Vor dem Arbeitsgericht Stuttgart obsiegte ein Kläger in Höhe von € 1.500,00 mit einer Entschädigungsklage: er erhielt im Rahmen seiner Bewerbung auf die Stelle als "Betreuungskraft und Springkraft im Rahmen der Verlässlichen Grundschule in Teilzeit" eine Absage mit der Begründung, die Wahl sei auf Mitbewerberinnen gefallen. Der Kläger war von seiner Ausbildung her objektiv geeignet, die Tätigkeit als Betreuer zu übernehmen. Nunmehr hätte die Beklagte beweisen müssen, dass kein Verstoß gegen die Bestimmungen zum Schutze vor Benachteiligung vorgelegen hat. Dies ist ihr nicht gelungen, da sie keine sachlichen Gründe für die Auswahlentscheidung nennen konnte.

Im Rahmen eines Anerkenntnisurteils wurde beim Arbeitsgericht Ulm der Auskunftsanspruch eines Klägers gegenüber einer Personalberatungsfirma auf Nennung des Namens ihres Kunden zuerkannt. Hintergrund dieses Auskunftsverlangens war die Geltendmachung der Diskriminierung wegen Alters.

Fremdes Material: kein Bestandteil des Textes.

// ----------------------------------------------------------------------------
// Tests
// ----------------------------------------------------------------------------

#[cfg(test)]
mod tests {
    use super::*;
    use std::sync::atomic::{AtomicI32, Ordering};
    use std::sync::mpsc;
    use std::thread;

    fn assert_send_sync<T: Send + Sync>() {}

    #[test]
    fn blocking_observable_is_send_and_sync() {
        assert_send_sync::<BlockingObservable<String>>();
        assert_send_sync::<BlockingObservable<Option<Vec<u8>>>>();
    }

    #[test]
    fn get_and_set() {
        let observable = BlockingObservable::new(0);
        observable.set(42).unwrap();
        assert_eq!(observable.get(), 42);
    }

    #[test]
    fn listeners_are_equality_gated() {
        let observable = BlockingObservable::new(None::<i32>);
        let call_count = Arc::new(AtomicI32::new(0));

        let call_count_clone = Arc::clone(&call_count);
        let listener = shared_listener(move |_, _, _: &Option<i32>| {
            call_count_clone.fetch_add(1, Ordering::SeqCst);
            Ok(())
        });
        observable.register_listener(&listener);

        observable.set(None).unwrap();
        observable.set(Some(1)).unwrap();
        observable.set(Some(1)).unwrap();
        observable.set(None).unwrap();

        assert_eq!(call_count.load(Ordering::SeqCst), 2);
    }

    #[test]
    fn listener_can_read_observable() {
        let observable = BlockingObservable::new(0);
        let seen = Arc::new(AtomicI32::new(-1));

        let observable_clone = observable.clone();
        let seen_clone = Arc::clone(&seen);
        let listener = shared_listener(move |_, _, _: &i32| {
            seen_clone.store(observable_clone.get(), Ordering::SeqCst);
            Ok(())
        });
        observable.register_listener(&listener);

        observable.set(5).unwrap();
        assert_eq!(seen.load(Ordering::SeqCst), 5);
    }

    #[test]
    fn validator_rejection_releases_lock() {
        let observable = BlockingObservable::builder(1)
            .validator(|v: &i32| if *v < 0 { Err("negative".into()) } else { Ok(()) })
            .fairness(Fairness::Fair)
            .build();

        assert!(matches!(
            observable.set(-1).unwrap_err(),
            ObservableError::ValidationRejected(_)
        ));
        assert_eq!(observable.get(), 1);
        assert!(observable.is_valid());
        assert_eq!(observable.fairness(), Fairness::Fair);
    }

    #[test]
    fn is_valid_is_false_while_another_thread_updates() {
        let observable = BlockingObservable::new(0);
        let (entered_tx, entered_rx) = mpsc::channel();
        let (release_tx, release_rx) = mpsc::channel::<()>();
        let release_rx = parking_lot::Mutex::new(release_rx);

        let listener = shared_listener(move |_, _, _: &i32| {
            entered_tx.send(()).unwrap();
            release_rx.lock().recv().unwrap();
            Ok(())
        });
        observable.register_listener(&listener);

        let observable_clone = observable.clone();
        let handle = thread::spawn(move || observable_clone.set(1));

        entered_rx.recv().unwrap();
        assert!(!observable.is_valid());

        release_tx.send(()).unwrap();
        handle.join().unwrap().unwrap();
        assert!(observable.is_valid());
        assert_eq!(observable.get(), 1);
    }

    #[test]
    fn set_on_bound_observable_fails_without_taking_update_lock() {
        let upstream = BlockingObservable::new(0);
        let downstream = BlockingObservable::new(0);
        downstream.bind_to(&upstream).unwrap();

        let (locked_tx, locked_rx) = mpsc::channel();
        let (release_tx, release_rx) = mpsc::channel::<()>();
        let holder = downstream.clone();
        let handle = thread::spawn(move || {
            let _update = holder.inner.update_lock.lock();
            locked_tx.send(()).unwrap();
            release_rx.recv().unwrap();
        });
        locked_rx.recv().unwrap();

        // Neither call waits for the update lock another thread holds
        assert!(matches!(
            downstream.set(1).unwrap_err(),
            ObservableError::InvalidOperation(InvalidOperation::BoundToUpstream)
        ));
        assert!(matches!(
            downstream.update(|v| v + 1).unwrap_err(),
            ObservableError::InvalidOperation(InvalidOperation::BoundToUpstream)
        ));

        release_tx.send(()).unwrap();
        handle.join().unwrap();

        upstream.set(2).unwrap();
        assert_eq!(downstream.get(), 2);
    }

    #[test]
    fn bind_to_follows_upstream() {
        let upstream = BlockingObservable::new("a".to_string());
        let downstream = BlockingObservable::new(String::new());

        downstream.bind_to(&upstream).unwrap();
        assert_eq!(downstream.get(), "a");
        assert!(downstream.is_bound_to(&upstream));

        upstream.set("b".to_string()).unwrap();
        assert_eq!(downstream.get(), "b");

        assert!(matches!(
            downstream.set("c".to_string()).unwrap_err(),
            ObservableError::InvalidOperation(InvalidOperation::BoundToUpstream)
        ));

        downstream.unbind().unwrap();
        upstream.set("d".to_string()).unwrap();
        assert_eq!(downstream.get(), "b");
    }

    #[test]
    fn bind_to_rejected_by_validator_leaves_no_listener() {
        let upstream = BlockingObservable::new(100);
        let downstream = BlockingObservable::with_validator(
            |v: &i32| if *v > 10 { Err("too large".into()) } else { Ok(()) },
            0,
        );

        assert!(downstream.bind_to(&upstream).is_err());
        assert!(!downstream.is_bound());
        assert_eq!(upstream.listener_count(), 0);
    }

    #[test]
    fn bidirectional_ring_settles() {
        let a = BlockingObservable::new(0);
        let b = BlockingObservable::new(0);
        let c = BlockingObservable::new(0);

        a.bind_bidirectionally_to(&b).unwrap();
        b.bind_bidirectionally_to(&c).unwrap();
        c.bind_bidirectionally_to(&a).unwrap();

        a.set(1).unwrap();
        assert_eq!((a.get(), b.get(), c.get()), (1, 1, 1));

        c.set(2).unwrap();
        assert_eq!((a.get(), b.get(), c.get()), (2, 2, 2));
        assert!(a.is_valid() && b.is_valid() && c.is_valid());
    }

    #[test]
    fn unbind_all_tears_down_mirrors() {
        let a = BlockingObservable::new(0);
        let b = BlockingObservable::new(0);
        a.bind_bidirectionally_to(&b).unwrap();

        a.unbind_all().unwrap();
        assert!(!a.is_bound());
        assert!(!b.is_bound_bidirectionally());

        assert!(matches!(
            a.unbind_all().unwrap_err(),
            ObservableError::InvalidOperation(InvalidOperation::NoBindings)
        ));
    }

    #[test]
    fn update_is_atomic_across_threads() {
        let counter = BlockingObservable::new(0);

        let handles: Vec<_> = (0..8)
            .map(|_| {
                let counter = counter.clone();
                thread::spawn(move || {
                    for _ in 0..100 {
                        counter.update(|v| v + 1).unwrap();
                    }
                })
            })
            .collect();

        for handle in handles {
            handle.join().unwrap();
        }

        assert_eq!(counter.get(), 800);
    }
}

Das Personalberatungsunternehmen lehnte die Bewerbung des 55-jährigen Klägers mit der Begründung ab, die Altersstruktur der Mitarbeiter bei ihrem Kunden mache es erforderlich, für das maximale Alter eine Schwelle deutlich unter 50 Jahren zu setzen.

Die Frage, ob im Rahmen der Eingruppierung Elternzeiten bei der Ermittlung der Berufsjahre zu berücksichtigen sind, verneinte das Arbeitsgericht Heilbronn. Eine mittelbare Diskriminierung wurde von Seiten der Klägerin damit begründet, dass von der Inanspruchnahme von Elternzeiten regelmäßig mehr Frauen als Männer betroffen seien. Das Gericht führte dazu aus, die unterschiedliche Behandlung von Elternzeiten und aktiven Beschäftigungszeiten sei gerechtfertigt, da bei der Vergütungshöhe auf die beruflichen Erfahrungen abgestellt werden dürfe.

Im rahmen von Kündigungsrechtstreitigkeiten sind die Fragen der Diskriminierung wegen Schwerbehinderung oder ethnischer Herkunft diskutiert worden. Insoweit machen die Kläger in der Regel geltend, der vom Arbeitgeber genannte Kündigungsgrund wie Schlechtleistung oder mangelnde persönliche Akzeptanz sei lediglich vorgeschoben. So behauptete ein Kläger arabischer Herkunft vor dem Arbeitsgericht Lörrach, sein Vorgesetzter habe vor Ausspruch der Kündigung geäußert, seine Intoleranz beruhe auf der arabischen Abstammung des Klägers als "genetisch bedingt und nicht verbesserbar". Diese Einstellung liege der Kündigung zugrunde. Ob diese Bemerkung tatsächlich gefallen ist, wurde nicht mehr aufgeklärt. Das Verfahren endete aufgrund eines Abfindungsvergleiches.